--- PROVIDED MATERIAL Enclosed Below ---

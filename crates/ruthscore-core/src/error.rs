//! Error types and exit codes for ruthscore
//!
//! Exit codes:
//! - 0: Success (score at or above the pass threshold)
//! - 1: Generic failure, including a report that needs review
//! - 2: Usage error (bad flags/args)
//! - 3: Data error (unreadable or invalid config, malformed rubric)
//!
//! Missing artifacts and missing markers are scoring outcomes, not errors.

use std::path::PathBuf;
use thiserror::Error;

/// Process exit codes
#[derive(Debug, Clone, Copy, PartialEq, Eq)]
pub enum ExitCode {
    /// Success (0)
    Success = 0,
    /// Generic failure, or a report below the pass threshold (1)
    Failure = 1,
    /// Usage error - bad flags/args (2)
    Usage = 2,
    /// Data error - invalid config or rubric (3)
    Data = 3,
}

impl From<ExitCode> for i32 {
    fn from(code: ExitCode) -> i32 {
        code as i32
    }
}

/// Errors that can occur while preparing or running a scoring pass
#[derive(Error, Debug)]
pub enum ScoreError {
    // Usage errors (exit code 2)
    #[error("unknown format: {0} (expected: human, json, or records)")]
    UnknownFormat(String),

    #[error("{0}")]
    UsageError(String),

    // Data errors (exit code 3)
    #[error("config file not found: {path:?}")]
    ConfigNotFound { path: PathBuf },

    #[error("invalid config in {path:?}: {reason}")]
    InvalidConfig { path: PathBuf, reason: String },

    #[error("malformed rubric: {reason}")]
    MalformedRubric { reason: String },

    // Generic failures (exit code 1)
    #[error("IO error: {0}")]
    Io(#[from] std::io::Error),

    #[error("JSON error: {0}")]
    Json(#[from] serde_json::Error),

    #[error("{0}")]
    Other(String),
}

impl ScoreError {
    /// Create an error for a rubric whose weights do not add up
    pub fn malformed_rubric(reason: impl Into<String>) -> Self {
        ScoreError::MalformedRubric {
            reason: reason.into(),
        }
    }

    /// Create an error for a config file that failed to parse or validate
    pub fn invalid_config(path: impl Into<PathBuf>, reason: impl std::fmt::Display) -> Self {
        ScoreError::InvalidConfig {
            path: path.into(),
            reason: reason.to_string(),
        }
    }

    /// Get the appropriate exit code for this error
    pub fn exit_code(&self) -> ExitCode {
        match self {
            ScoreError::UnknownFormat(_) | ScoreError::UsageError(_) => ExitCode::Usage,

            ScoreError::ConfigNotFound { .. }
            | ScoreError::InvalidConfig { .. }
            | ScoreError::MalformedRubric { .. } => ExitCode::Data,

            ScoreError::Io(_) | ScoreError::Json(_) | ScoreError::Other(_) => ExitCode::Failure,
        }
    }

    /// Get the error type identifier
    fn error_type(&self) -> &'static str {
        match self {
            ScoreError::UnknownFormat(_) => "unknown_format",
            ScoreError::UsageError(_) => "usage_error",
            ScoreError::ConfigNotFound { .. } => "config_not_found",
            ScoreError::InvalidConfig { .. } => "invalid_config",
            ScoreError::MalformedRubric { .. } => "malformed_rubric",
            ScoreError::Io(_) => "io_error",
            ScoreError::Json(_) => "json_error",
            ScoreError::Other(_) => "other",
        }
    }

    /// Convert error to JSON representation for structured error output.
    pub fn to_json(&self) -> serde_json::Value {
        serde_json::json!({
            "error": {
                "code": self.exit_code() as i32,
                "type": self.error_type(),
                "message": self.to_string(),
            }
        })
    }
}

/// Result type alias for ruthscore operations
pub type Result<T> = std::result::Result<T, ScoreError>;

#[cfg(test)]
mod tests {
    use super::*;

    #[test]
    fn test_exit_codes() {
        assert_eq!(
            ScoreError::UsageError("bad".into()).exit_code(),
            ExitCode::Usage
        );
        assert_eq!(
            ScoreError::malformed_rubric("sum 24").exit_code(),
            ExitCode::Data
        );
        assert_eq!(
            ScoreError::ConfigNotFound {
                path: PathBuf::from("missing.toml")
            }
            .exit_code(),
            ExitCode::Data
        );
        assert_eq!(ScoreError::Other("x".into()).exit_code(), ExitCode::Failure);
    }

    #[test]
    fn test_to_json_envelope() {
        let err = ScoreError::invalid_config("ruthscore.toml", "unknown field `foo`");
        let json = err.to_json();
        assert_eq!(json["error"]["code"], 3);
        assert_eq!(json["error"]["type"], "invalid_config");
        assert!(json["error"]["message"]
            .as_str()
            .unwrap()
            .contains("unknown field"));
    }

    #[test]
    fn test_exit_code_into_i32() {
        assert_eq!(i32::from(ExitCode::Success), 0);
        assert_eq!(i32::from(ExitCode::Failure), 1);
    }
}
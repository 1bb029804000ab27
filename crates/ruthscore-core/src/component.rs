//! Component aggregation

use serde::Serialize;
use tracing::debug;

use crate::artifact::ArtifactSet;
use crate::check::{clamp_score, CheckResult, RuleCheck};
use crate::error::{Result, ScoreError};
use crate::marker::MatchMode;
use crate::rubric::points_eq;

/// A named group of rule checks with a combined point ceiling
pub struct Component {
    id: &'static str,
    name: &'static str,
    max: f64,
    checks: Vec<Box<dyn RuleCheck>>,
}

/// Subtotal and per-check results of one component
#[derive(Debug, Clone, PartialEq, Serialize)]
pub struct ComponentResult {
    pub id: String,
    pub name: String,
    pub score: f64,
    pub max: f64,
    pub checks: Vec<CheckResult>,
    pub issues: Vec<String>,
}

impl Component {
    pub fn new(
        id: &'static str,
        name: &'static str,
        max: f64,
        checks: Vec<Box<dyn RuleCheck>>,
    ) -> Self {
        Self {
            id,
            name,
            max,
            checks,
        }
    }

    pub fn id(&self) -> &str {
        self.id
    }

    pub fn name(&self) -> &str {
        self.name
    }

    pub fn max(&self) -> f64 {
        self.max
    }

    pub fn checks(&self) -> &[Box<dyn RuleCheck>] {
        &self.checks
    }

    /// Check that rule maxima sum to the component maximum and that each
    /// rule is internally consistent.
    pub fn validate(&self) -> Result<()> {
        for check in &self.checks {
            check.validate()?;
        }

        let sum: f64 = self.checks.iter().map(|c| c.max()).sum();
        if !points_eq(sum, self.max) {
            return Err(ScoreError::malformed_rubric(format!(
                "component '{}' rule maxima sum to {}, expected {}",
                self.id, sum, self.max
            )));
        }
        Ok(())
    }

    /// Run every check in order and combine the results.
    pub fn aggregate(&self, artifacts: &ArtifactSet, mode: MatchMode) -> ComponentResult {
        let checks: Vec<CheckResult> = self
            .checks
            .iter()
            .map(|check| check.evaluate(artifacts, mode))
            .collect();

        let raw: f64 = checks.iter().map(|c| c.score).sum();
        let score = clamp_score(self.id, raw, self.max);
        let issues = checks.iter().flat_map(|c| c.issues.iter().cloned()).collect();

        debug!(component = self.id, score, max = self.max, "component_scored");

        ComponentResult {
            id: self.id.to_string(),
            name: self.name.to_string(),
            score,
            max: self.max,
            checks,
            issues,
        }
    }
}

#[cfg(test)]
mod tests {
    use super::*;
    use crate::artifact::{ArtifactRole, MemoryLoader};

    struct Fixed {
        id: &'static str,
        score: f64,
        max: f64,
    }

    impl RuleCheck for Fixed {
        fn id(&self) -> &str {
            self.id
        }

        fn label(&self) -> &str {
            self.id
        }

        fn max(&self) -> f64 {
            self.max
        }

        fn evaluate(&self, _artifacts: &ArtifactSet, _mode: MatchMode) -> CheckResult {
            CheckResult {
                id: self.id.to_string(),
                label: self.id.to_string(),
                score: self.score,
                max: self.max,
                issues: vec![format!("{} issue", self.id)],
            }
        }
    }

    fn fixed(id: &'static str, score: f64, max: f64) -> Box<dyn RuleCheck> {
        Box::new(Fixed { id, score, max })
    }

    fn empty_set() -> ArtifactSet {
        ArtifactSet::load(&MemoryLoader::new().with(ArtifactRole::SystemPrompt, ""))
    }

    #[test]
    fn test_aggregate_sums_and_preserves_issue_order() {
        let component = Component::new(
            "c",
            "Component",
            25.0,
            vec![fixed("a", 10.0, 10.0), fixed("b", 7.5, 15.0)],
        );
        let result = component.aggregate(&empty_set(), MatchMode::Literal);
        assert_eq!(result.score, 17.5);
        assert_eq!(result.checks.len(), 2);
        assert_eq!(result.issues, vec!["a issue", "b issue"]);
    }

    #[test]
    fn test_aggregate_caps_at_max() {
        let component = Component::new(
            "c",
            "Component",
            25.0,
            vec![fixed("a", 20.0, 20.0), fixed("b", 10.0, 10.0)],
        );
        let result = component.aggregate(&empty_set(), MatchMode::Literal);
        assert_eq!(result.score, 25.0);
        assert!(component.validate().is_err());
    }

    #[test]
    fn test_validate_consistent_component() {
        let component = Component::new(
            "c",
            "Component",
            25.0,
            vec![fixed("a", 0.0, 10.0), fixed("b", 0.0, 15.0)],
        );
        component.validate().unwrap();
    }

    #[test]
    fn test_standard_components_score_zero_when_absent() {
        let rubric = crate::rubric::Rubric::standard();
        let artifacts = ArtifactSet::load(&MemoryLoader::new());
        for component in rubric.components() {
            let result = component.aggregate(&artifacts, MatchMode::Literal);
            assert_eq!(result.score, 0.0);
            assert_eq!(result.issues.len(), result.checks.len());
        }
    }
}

--- End of Enclosed PROVIDED MATERIAL ---

DIRECTIONS FOR THIS TASK
Extract the lines above, from the first one through the one containing "a scoring pass", and return only those, unchanged.

REPLY TO THE TASK
filename crates/ruthscore-core/src/error.rs
//! Error types and exit codes for ruthscore
//!
//! Exit codes:
//! - 0: Success (score at or above the pass threshold)
//! - 1: Generic failure, including a report that needs review
//! - 2: Usage error (bad flags/args)
//! - 3: Data error (unreadable or invalid config, malformed rubric)
//!
//! Missing artifacts and missing markers are scoring outcomes, not errors.

use std::path::PathBuf;
use thiserror::Error;

/// Process exit codes
#[derive(Debug, Clone, Copy, PartialEq, Eq)]
pub enum ExitCode {
    /// Success (0)
    Success = 0,
    /// Generic failure, or a report below the pass threshold (1)
    Failure = 1,
    /// Usage error - bad flags/args (2)
    Usage = 2,
    /// Data error - invalid config or rubric (3)
    Data = 3,
}

impl From<ExitCode> for i32 {
    fn from(code: ExitCode) -> i32 {
        code as i32
    }
}

/// Errors that can occur while preparing or running a scoring pass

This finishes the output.